TO DO: Some of the lines below need repeating. Reproduce exactly those between the lines holding "HrTime::Nanos(u64::try_from(nanos).unwrap_or(u64::MAX))" and "impl Clock for FixedClock", inclusive.

[DATA RECORDS — start]

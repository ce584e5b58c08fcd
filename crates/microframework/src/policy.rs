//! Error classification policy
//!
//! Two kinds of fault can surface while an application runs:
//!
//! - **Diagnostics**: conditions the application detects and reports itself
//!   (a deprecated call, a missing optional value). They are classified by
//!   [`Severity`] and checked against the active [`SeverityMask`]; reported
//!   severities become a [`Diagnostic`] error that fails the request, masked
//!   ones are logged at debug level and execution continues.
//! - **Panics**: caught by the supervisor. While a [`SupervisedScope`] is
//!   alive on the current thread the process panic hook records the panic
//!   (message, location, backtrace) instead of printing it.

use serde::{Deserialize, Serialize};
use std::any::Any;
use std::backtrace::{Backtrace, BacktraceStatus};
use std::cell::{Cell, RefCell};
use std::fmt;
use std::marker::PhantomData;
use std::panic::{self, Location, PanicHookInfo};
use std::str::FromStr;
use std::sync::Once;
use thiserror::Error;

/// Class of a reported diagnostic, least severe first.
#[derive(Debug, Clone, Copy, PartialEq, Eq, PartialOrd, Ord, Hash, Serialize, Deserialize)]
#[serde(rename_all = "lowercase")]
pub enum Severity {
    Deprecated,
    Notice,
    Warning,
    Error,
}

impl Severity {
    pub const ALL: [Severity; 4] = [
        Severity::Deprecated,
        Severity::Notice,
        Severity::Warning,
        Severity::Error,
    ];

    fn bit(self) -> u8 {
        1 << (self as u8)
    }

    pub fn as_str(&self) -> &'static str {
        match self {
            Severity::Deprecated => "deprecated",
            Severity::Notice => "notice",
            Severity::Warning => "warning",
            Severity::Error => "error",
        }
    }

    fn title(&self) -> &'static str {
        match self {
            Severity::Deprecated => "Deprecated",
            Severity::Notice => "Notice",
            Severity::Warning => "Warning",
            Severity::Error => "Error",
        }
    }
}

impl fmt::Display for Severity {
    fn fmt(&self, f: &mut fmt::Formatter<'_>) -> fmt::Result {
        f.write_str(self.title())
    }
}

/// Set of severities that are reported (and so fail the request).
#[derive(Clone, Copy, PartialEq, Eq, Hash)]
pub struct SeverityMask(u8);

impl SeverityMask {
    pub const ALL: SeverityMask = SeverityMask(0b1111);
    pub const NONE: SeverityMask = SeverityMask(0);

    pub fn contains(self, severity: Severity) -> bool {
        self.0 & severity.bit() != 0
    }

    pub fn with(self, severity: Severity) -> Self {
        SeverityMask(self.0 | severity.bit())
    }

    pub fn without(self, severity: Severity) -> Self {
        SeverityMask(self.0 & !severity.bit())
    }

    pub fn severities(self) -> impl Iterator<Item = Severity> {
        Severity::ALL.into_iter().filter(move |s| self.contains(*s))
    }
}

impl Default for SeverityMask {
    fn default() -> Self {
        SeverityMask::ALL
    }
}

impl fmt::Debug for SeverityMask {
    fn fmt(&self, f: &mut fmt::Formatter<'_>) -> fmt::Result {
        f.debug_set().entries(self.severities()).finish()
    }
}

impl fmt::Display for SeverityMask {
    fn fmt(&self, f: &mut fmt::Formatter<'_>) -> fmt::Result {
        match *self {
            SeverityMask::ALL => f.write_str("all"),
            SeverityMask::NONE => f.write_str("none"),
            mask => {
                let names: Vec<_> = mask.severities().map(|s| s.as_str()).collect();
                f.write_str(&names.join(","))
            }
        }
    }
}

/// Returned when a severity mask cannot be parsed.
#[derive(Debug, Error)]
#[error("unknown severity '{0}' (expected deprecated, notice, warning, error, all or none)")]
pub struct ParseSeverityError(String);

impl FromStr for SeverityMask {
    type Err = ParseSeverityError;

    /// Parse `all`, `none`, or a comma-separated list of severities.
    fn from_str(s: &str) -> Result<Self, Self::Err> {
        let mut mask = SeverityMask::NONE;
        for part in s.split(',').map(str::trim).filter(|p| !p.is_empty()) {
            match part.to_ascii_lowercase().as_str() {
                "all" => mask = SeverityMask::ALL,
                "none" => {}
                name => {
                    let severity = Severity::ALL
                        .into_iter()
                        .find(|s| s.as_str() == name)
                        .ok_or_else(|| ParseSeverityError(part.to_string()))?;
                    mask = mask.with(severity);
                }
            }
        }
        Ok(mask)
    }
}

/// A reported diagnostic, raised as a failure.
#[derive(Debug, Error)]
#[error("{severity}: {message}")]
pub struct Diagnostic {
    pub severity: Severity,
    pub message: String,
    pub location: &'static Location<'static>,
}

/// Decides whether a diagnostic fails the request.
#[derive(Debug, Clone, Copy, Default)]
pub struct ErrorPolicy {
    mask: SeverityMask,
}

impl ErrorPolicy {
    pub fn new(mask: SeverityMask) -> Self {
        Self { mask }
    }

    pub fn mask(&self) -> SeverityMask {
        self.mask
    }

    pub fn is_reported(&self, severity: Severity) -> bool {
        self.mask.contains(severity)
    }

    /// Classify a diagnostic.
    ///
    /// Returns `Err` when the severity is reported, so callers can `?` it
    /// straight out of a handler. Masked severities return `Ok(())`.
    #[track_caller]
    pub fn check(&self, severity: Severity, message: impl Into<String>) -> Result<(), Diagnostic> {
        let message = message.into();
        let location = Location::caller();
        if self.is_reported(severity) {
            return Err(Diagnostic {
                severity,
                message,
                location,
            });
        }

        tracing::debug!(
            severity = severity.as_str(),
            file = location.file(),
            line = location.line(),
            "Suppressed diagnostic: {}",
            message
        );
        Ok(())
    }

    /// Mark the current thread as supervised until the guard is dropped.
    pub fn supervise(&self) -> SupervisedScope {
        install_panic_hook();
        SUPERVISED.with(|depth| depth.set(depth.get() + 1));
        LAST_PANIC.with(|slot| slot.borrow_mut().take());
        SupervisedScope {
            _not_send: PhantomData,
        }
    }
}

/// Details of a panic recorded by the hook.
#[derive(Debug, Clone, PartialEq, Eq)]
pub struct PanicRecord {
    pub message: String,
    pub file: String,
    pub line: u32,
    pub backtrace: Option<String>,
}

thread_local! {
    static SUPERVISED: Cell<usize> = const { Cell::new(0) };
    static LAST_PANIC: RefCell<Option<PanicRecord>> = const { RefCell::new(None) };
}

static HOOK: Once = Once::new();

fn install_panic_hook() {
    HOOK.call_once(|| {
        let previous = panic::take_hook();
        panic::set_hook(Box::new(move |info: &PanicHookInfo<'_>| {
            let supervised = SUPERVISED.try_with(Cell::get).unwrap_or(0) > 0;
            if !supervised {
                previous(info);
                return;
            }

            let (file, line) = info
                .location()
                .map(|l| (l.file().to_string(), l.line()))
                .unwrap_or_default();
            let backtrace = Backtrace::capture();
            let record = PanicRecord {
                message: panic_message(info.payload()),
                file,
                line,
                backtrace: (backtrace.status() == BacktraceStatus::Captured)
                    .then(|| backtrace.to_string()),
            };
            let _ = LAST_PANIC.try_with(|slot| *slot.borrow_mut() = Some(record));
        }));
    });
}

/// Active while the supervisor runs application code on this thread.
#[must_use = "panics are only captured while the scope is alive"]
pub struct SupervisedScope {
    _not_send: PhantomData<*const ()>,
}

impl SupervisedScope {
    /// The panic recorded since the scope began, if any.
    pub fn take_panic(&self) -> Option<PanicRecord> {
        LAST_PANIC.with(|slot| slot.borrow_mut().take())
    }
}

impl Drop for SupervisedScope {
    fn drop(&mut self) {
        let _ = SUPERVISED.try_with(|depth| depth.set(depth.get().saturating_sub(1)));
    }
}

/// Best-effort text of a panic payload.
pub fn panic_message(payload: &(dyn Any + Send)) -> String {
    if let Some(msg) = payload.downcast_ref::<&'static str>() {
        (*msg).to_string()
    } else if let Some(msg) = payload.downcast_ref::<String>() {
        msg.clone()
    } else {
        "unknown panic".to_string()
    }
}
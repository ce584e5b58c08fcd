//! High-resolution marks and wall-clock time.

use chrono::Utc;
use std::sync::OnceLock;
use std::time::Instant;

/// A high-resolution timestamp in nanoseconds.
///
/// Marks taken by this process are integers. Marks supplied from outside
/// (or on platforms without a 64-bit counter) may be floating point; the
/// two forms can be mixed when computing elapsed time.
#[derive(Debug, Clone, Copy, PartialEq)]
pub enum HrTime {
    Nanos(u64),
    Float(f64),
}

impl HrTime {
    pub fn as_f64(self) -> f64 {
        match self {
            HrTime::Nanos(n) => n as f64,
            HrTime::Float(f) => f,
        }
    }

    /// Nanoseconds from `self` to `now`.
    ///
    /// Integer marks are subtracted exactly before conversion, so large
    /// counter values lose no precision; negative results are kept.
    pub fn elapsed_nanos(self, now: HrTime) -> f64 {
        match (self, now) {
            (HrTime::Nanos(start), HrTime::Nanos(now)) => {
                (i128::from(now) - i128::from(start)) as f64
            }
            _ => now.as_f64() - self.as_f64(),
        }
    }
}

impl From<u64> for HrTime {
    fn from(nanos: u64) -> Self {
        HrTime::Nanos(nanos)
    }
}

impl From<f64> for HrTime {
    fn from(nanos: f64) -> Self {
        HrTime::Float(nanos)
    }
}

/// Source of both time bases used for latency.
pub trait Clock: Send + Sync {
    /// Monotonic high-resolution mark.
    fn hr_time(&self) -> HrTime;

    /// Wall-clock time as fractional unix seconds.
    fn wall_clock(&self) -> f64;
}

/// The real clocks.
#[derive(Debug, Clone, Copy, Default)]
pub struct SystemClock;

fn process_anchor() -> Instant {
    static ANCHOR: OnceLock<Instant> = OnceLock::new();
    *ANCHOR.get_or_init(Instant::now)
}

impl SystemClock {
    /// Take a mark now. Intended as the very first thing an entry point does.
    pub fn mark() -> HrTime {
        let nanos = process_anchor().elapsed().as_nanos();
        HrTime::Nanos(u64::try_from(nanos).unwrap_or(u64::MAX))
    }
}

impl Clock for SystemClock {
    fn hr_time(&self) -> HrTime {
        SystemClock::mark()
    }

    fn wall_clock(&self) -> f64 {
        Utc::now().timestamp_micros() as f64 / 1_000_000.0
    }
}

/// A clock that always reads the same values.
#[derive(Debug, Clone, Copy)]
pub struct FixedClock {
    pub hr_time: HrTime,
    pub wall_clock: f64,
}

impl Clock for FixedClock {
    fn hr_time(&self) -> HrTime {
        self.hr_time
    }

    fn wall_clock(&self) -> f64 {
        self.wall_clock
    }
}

[DATA RECORDS — finish]
[DATA RECORDS — start]

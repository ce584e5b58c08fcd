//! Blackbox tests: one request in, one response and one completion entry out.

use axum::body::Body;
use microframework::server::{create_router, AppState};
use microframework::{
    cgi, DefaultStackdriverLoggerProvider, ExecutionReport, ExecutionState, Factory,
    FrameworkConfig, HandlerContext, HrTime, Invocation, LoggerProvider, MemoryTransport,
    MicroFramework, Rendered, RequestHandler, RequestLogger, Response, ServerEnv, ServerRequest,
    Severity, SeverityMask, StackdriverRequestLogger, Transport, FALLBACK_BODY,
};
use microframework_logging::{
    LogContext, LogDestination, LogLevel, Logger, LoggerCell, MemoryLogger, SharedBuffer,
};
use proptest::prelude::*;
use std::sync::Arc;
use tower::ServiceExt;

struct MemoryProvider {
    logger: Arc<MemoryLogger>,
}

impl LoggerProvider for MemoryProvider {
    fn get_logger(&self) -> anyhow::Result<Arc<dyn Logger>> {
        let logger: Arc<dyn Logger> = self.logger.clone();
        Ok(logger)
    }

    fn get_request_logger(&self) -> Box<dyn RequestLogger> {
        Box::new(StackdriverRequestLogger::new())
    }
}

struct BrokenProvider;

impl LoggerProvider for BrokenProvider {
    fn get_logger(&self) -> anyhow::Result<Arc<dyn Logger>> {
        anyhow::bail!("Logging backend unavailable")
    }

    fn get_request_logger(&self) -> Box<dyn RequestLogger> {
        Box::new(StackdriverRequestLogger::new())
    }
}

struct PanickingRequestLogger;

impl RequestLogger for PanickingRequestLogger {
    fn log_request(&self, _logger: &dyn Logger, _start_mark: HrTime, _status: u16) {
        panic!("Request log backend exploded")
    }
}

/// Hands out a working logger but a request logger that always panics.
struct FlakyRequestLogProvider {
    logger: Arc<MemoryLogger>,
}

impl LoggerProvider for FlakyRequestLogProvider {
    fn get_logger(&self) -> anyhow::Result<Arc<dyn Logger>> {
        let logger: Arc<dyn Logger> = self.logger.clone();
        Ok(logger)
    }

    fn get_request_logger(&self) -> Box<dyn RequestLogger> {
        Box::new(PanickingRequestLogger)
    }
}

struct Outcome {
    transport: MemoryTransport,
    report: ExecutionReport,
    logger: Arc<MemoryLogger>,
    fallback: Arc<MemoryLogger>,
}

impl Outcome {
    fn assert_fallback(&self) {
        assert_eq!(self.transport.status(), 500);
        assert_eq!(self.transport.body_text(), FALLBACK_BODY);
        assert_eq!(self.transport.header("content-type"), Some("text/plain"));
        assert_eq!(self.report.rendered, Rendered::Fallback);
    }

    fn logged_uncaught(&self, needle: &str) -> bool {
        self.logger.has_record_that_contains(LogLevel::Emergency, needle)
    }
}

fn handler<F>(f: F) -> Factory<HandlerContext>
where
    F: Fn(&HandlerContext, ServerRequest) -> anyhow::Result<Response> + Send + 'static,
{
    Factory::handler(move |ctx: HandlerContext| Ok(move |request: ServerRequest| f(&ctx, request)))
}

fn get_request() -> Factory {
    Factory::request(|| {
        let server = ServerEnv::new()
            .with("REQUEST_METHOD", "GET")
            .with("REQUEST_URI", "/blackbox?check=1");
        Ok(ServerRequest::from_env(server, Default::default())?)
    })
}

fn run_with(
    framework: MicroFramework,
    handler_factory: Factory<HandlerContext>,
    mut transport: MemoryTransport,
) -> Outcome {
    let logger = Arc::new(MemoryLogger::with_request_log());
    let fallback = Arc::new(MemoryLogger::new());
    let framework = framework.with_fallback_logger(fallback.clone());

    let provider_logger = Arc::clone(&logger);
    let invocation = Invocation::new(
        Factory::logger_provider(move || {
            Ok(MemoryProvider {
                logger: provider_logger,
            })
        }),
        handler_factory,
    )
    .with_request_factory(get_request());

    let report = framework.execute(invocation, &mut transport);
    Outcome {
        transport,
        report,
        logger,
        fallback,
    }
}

[DATA RECORDS — finish]

EXERCISE ANSWER:
        HrTime::Nanos(u64::try_from(nanos).unwrap_or(u64::MAX))
    }
}

impl Clock for SystemClock {
    fn hr_time(&self) -> HrTime {
        SystemClock::mark()
    }

    fn wall_clock(&self) -> f64 {
        Utc::now().timestamp_micros() as f64 / 1_000_000.0
    }
}

/// A clock that always reads the same values.
#[derive(Debug, Clone, Copy)]
pub struct FixedClock {
    pub hr_time: HrTime,
    pub wall_clock: f64,
}

impl Clock for FixedClock {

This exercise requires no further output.